Le dollar américain a prolongé ses gains récents, l’indice du dollar (DXY) progressant de 1,3 % à 101,41, son plus haut niveau depuis mai 2025, après la réunion restrictive du Federal Open Market Committee des 16 et 17 juin. Ce mouvement intervient alors que les actions se sont repliées et que les valeurs technologiques liées à l’IA se sont affaiblies, ce qui soulève des interrogations sur le récit de marché qui sous-tend la hausse de la devise.
L’attention se tourne désormais vers la prochaine publication de l’inflation américaine mesurée par l’indice des dépenses de consommation des ménages (PCE), qui pourrait mettre à l’épreuve l’élan du dollar. Sur les marchés de taux, les contrats à terme impliquent une probabilité de 54,6 % d’une hausse de 25 points de base à 4,00 % lors de la réunion du FOMC du 16 septembre, tandis que le reflux du brut et des prix à la pompe a alimenté les anticipations d’un ralentissement de l’inflation globale. Cet article a été produit à l’aide d’un outil d’IA et relu par un éditeur.
La vigueur du dollar portée par la posture de la Fed et les récits de marché
Nous observons l’indice du dollar (DXY) évoluer près de 106,50, un niveau inédit depuis la fin de l’an dernier, porté par la fermeté de la Réserve fédérale lors de sa récente réunion de juin. Cette vigueur du billet vert constitue un thème dominant auquel il faut se confronter. Le marché intègre dans les prix les promesses restrictives de la Fed plutôt que l’ensemble du tableau économique.
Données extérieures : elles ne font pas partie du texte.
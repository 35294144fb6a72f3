// This Source Code Form is subject to the terms of the Mozilla Public
// License, v. 2.0. If a copy of the MPL was not distributed with this
// file, You can obtain one at http://mozilla.org/MPL/2.0/.

//! Errors associated with reading and writing fits files.

use std::path::Path;

use thiserror::Error;

#[derive(Error, Debug)]
pub enum FitsError {
    /// Error when opening (or creating) a fits file.
    #[error(
        "{source_file}:{source_line}:{source_column}: Couldn't open {fits_filename}: {fits_error}"
    )]
    Open {
        fits_error: Box<fitsio::errors::Error>,
        fits_filename: Box<Path>,
        source_file: &'static str,
        source_line: u32,
        source_column: u32,
    },

    /// Error describing a HDU that couldn't be used as an image (e.g. `HduInfo::ImageInfo`).
    #[error("{source_file}:{source_line}:{source_column}: {fits_filename} HDU {hdu_num}: Tried to use as an image, but not an image")]
    NotImage {
        fits_filename: Box<Path>,
        hdu_num: usize,
        source_file: &'static str,
        source_line: u32,
        source_column: u32,
    },

    /// A generic error associated with the fitsio crate.
    #[error(
        "{source_file}:{source_line}:{source_column}: {fits_filename} HDU '{hdu_description}': {fits_error}"
    )]
    Fitsio {
        fits_error: Box<fitsio::errors::Error>,
        fits_filename: Box<Path>,
        hdu_description: Box<str>,
        source_file: &'static str,
        source_line: u32,
        source_column: u32,
    },
}
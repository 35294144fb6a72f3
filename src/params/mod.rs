// This Source Code Form is subject to the terms of the Mozilla Public
// License, v. 2.0. If a copy of the MPL was not distributed with this
// file, You can obtain one at http://mozilla.org/MPL/2.0/.

//! Parameters for Tsky simulations.
//!
//! The code here is kind of "mirroring" the code within the `cli` module; the
//! idea is that `cli` is unparsed, user-facing code, whereas parameters have
//! been parsed and validated and are ready to be used directly.

mod sweep;
#[cfg(test)]
mod tests;
mod tsky;

pub use sweep::{sweep_output_filename, SweepParams};
pub use tsky::{beam_weighted_mean, TskyError, TskyParams, TskyResult};

use vec1::Vec1;

/// Get evenly spaced bin centres from `start` to `end`, `res` wide, i.e.
/// `start + res/2, start + 3res/2, ...`, stopping before `end`.
pub fn freq_grid(start: f64, end: f64, res: f64) -> Result<Vec1<f64>, TskyError> {
    arange(start + res / 2.0, end, res).ok_or(TskyError::BadFreqGrid { start, end, res })
}

/// Get times of day `0, res, 2res, ...`, stopping before 24 hours.
pub fn hour_grid(res: f64) -> Result<Vec1<f64>, TskyError> {
    arange(0.0, 24.0, res).ok_or(TskyError::BadTimeRes(res))
}

/// Values `start + i * step` less than `stop`. `None` if there would be no
/// values or the inputs aren't usable.
fn arange(start: f64, stop: f64, step: f64) -> Option<Vec1<f64>> {
    if !(start.is_finite() && stop.is_finite() && step.is_finite() && step > 0.0) {
        return None;
    }
    let n = ((stop - start) / step).ceil();
    if n < 1.0 {
        return None;
    }
    let values = (0..n as usize).map(|i| start + i as f64 * step).collect();
    Vec1::try_from_vec(values).ok()
}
Cependant, nous remettons en cause le récit de « l’exceptionnalisme » américain qui alimente ce rallye. Le Nasdaq a cédé plus de 5 % au cours des deux dernières semaines, la faiblesse se concentrant sur les valeurs technologiques liées à l’IA qui avaient auparavant tiré le marché. Cette mollesse boursière suggère des inquiétudes sous-jacentes quant à l’impact de taux durablement élevés.
Les données PCE, catalyseur clé d’un réajustement des prix de marché
Le marché des contrats à terme affiche actuellement une probabilité d’environ 60 % d’une hausse de taux de 25 points de base d’ici la réunion du FOMC de septembre. Cette probabilité élevée rend le dollar vulnérable à toute donnée remettant en cause la nécessité d’un nouveau relèvement. Nous estimons que le marché pourrait être enfermé dans une chambre d’écho, excessivement focalisé sur le guidage de la Fed.
Le rapport de vendredi sur l’inflation PCE devient ainsi l’événement déterminant. Nous notons que le pétrole WTI a reculé de près de 10 % au cours du dernier mois, ce qui pourrait produire un chiffre d’inflation globale plus faible tout en masquant la persistance des composantes sous-jacentes. Une statistique « core » inférieure aux attentes entraînerait probablement un repricing baissier marqué du dollar.
Compte tenu de cette configuration, nous envisageons d’acheter des options afin de nous positionner en vue d’un possible pic de volatilité autour de la publication des données d’inflation. Plus précisément, nous regardons des puts de court terme sur le dollar américain ou des calls sur les indices actions, qui bénéficieraient d’une surprise plus accommodante. Cela permet de borner le risque en amont d’un événement binaire.
Nous avons déjà vu ce scénario, notamment fin 2023, lorsque le marché avait agressivement intégré des baisses de taux qui ont mis plus de temps à se matérialiser. Cette période montre à quelle vitesse le sentiment peut basculer lorsqu’une statistique clé contredit le récit dominant de la Fed. Nous devons donc nous préparer à une réaction similaire si les données PCE ressortent plus faibles qu’anticipé.